A propos de Taïwan, 30 ans après la vente des Mirage et des frégates La Fayette, retour des tensions franco-chinoises

Récemment, les tensions entre la France et la Chine sont montées d’un cran.

A la mi-avril, elles avaient déjà été mises à l’épreuve par la convocation au Quai d’Orsay de l’ambassadeur Lu Shaye.

Ce dernier avait laissé publier sur le site de son ambassade des calomnies sur le traitement réservé aux séniors dans les EHPAD, au milieu de commentaires critiques sur les aléas de la réaction occidentale et des démocraties à la crise épidémique, comparés à la méthode chinoise.

Cette contrariété en a télescopé une autre.

Début avril, la marine taïwanaise rendait publique une commande adressée à Paris pour moderniser les lance-leurres Dagaie MK2 des 6 frégates La Fayette vendues à l’Île en 1991 par la Direction des Constructions Navales (DCN) devenu Naval Group en 2017. Aussitôt Pékin mettait en garde le gouvernement français, lui intimant de renoncer au contrat sous peine de représailles frappant les affaires françaises en Chine.

L’épisode crispé de ce printemps 2020 fait écho à l’une des plus sérieuses brouilles jamais observées entre Pékin et Paris depuis la reconnaissance de la Chine par le général De Gaulle en 1964.

Marquée par des réactions punitives infligées par le régime chinois à la suite de la vente en 1991 à Taïwan par Paris de 6 frégates La Fayette et de 60 Mirage 2000-5, la crise avait surgi au milieu des contrecoups politiques de la répression meurtrière de Tian An Men, ayant créé une fracture dans les relations entre la Chine et les démocraties occidentales.

Fait aggravant pour Paris, la France de François Mitterrand avait initié une action diplomatique de l’UE pour imposer un embargo européen sur les ventes d’armes à la Chine qui dure encore.

Paris face à une Chine puissante et irascible.

S’il est vrai que, cette fois encor,e la crise franco-chinoise surgit au milieu d’une discorde entre la Chine et la plupart des pays occidentaux née dans le sillage des tensions internationales provoquées par la pandémie, il y a cependant trois différences essentielles.

Le contrat de la remise à jour des leurres évalué à 24,6 millions d’€ qui doit être exécuté jusqu’en 2023, est d’une valeur infime par rapport à l’ampleur des contrats de1991. Une incidence qui à première vue aurait pu inciter Pékin à fermer les yeux.
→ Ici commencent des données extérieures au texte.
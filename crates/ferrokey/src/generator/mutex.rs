pub(crate) use parking_lot::Mutex;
Ce ne fut pas le cas.

Aujourd’hui la France est aux prises avec une Chine d’une toute autre dimension que celle d’il y a 30 ans. 2e puissance économique mondiale dont le PIB a été multiplié par près de 40 depuis 1990 [1], dotée de la 2e armée de la planète, elle pèse aujourd’hui sur les affaires du monde avec des arrière-pensées rétives anti-occidentales.

Tranchant clairement avec le discours des années 90, quand Deng Xiaoping prônait la modestie stratégique, la souplesse et le pragmatisme socio-économique, la Chine de Xi Jinping diffuse une image hybride où se mêlent l’assurance de sa puissance montante et les inquiétudes matinées d’agressivité surgies à la faveur des péripéties troubles de la naissance de la pandémie mondiale à Wuhan ayant mis le parti sur la sellette.
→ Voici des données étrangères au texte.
use core::fmt;

use num_bigint::BigInt;
use num_traits::ToPrimitive;

use crate::{
    jdbc::SqlValue,
    value::{CompositeIdentifier, IdentifierType},
};

/// An identifier assigned to exactly one entity instance.
#[derive(Clone, Debug, PartialEq, Eq, Hash)]
#[cfg_attr(feature = "serde", derive(serde::Serialize, serde::Deserialize))]
#[cfg_attr(feature = "serde", serde(rename_all = "snake_case"))]
pub enum IdentifierValue {
    Long(i64),
    Integer(i32),
    Short(i16),
    BigInteger(#[cfg_attr(feature = "serde", serde(with = "big_int_text"))] BigInt),
    /// A decimal of scale zero.
    BigDecimal(#[cfg_attr(feature = "serde", serde(with = "big_int_text"))] BigInt),
    String(String),
    Composite(CompositeIdentifier),
}

impl IdentifierValue {
    /// The declared type this value materializes, or `None` for composites.
    pub fn identifier_type(&self) -> Option<IdentifierType> {
        match self {
            Self::Long(_) => Some(IdentifierType::Long),
            Self::Integer(_) => Some(IdentifierType::Integer),
            Self::Short(_) => Some(IdentifierType::Short),
            Self::BigInteger(_) => Some(IdentifierType::BigInteger),
            Self::BigDecimal(_) => Some(IdentifierType::BigDecimal),
            Self::String(_) => Some(IdentifierType::String),
            Self::Composite(_) => None,
        }
    }

    /// The integral value as `i128`; `None` for non-integral values and
    /// for wide values beyond that range.
    pub fn as_i128(&self) -> Option<i128> {
        match self {
            Self::Long(v) => Some(i128::from(*v)),
            Self::Integer(v) => Some(i128::from(*v)),
            Self::Short(v) => Some(i128::from(*v)),
            Self::BigInteger(v) | Self::BigDecimal(v) => v.to_i128(),
            Self::String(_) | Self::Composite(_) => None,
        }
    }

    pub fn as_big_int(&self) -> Option<BigInt> {
        match self {
            Self::Long(v) => Some(BigInt::from(*v)),
            Self::Integer(v) => Some(BigInt::from(*v)),
            Self::Short(v) => Some(BigInt::from(*v)),
            Self::BigInteger(v) | Self::BigDecimal(v) => Some(v.clone()),
            Self::String(_) | Self::Composite(_) => None,
        }
    }

    pub fn as_i64(&self) -> Option<i64> {
        self.as_i128().and_then(|v| i64::try_from(v).ok())
    }

    pub fn as_str(&self) -> Option<&str> {
        match self {
            Self::String(s) => Some(s),
            _ => None,
        }
    }

    pub fn as_composite(&self) -> Option<&CompositeIdentifier> {
        match self {
            Self::Composite(c) => Some(c),
            _ => None,
        }
    }

    /// The value as a bind parameter; composites have no single-column form.
    pub fn to_sql_value(&self) -> Option<SqlValue> {
        let value = match self {
            Self::Long(v) => SqlValue::BigInt(*v),
            Self::Integer(v) => SqlValue::Integer(*v),
            Self::Short(v) => SqlValue::SmallInt(*v),
            Self::BigInteger(v) | Self::BigDecimal(v) => SqlValue::Numeric(v.clone()),
            Self::String(s) => SqlValue::Text(s.clone()),
            Self::Composite(_) => return None,
        };
        Some(value)
    }
}

impl fmt::Display for IdentifierValue {
    fn fmt(&self, f: &mut fmt::Formatter<'_>) -> fmt::Result {
        match self {
            Self::Long(v) => write!(f, "{v}"),
            Self::Integer(v) => write!(f, "{v}"),
            Self::Short(v) => write!(f, "{v}"),
            Self::BigInteger(v) | Self::BigDecimal(v) => write!(f, "{v}"),
            Self::String(s) => f.write_str(s),
            Self::Composite(c) => write!(f, "{c}"),
        }
    }
}

impl From<i64> for IdentifierValue {
    fn from(value: i64) -> Self {
        Self::Long(value)
    }
}

impl From<i32> for IdentifierValue {
    fn from(value: i32) -> Self {
        Self::Integer(value)
    }
}

impl From<i16> for IdentifierValue {
    fn from(value: i16) -> Self {
        Self::Short(value)
    }
}

impl From<String> for IdentifierValue {
    fn from(value: String) -> Self {
        Self::String(value)
    }
}

impl From<&str> for IdentifierValue {
    fn from(value: &str) -> Self {
        Self::String(value.to_owned())
    }
}

impl From<CompositeIdentifier> for IdentifierValue {
    fn from(value: CompositeIdentifier) -> Self {
        Self::Composite(value)
    }
}

impl From<BigInt> for IdentifierValue {
    fn from(value: BigInt) -> Self {
        Self::BigInteger(value)
    }
}

/// Wide integers serialize as decimal strings.
#[cfg(feature = "serde")]
mod big_int_text {
    use num_bigint::BigInt;
    use serde::{Deserialize, Deserializer, Serializer, de::Error};

    pub(super) fn serialize<S: Serializer>(
        value: &BigInt,
        serializer: S,
    ) -> Result<S::Ok, S::Error> {
        serializer.collect_str(value)
    }

    pub(super) fn deserialize<'de, D: Deserializer<'de>>(
        deserializer: D,
    ) -> Result<BigInt, D::Error> {
        let text = String::deserialize(deserializer)?;
        text.trim()
            .parse()
            .map_err(|_| D::Error::custom(format!("invalid integer [{text}]")))
    }
}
Ces dernières sont le terreau inépuisable d’une insistante offensive verbale menée par la Maison Blanche contre le régime chinois accusé par D. Trump d’avoir, par ses occultations initiales de janvier 2020, favorisé la propagation rapide des contagions frappant aujourd’hui la planète et plus spécialement les États-Unis et l’Europe occidentale – région la plus sévèrement touchée -.

Avec 92 000 décès, au 20 mai dernier, contre 4634 déclarés par la Chine au milieu du soupçon de falsification des chiffres, les États-Unis figuraient au 7e rang mondial du nombre de décès par million d’habitants – 278 / million d’habitants - (pour mémoire, à cette date, avec 433 décès / million d’habitants, la France se situait au 5e rang mondial des pays les plus touchés, derrière la Belgique, l’Espagne, l’Italie et le Royaume Uni).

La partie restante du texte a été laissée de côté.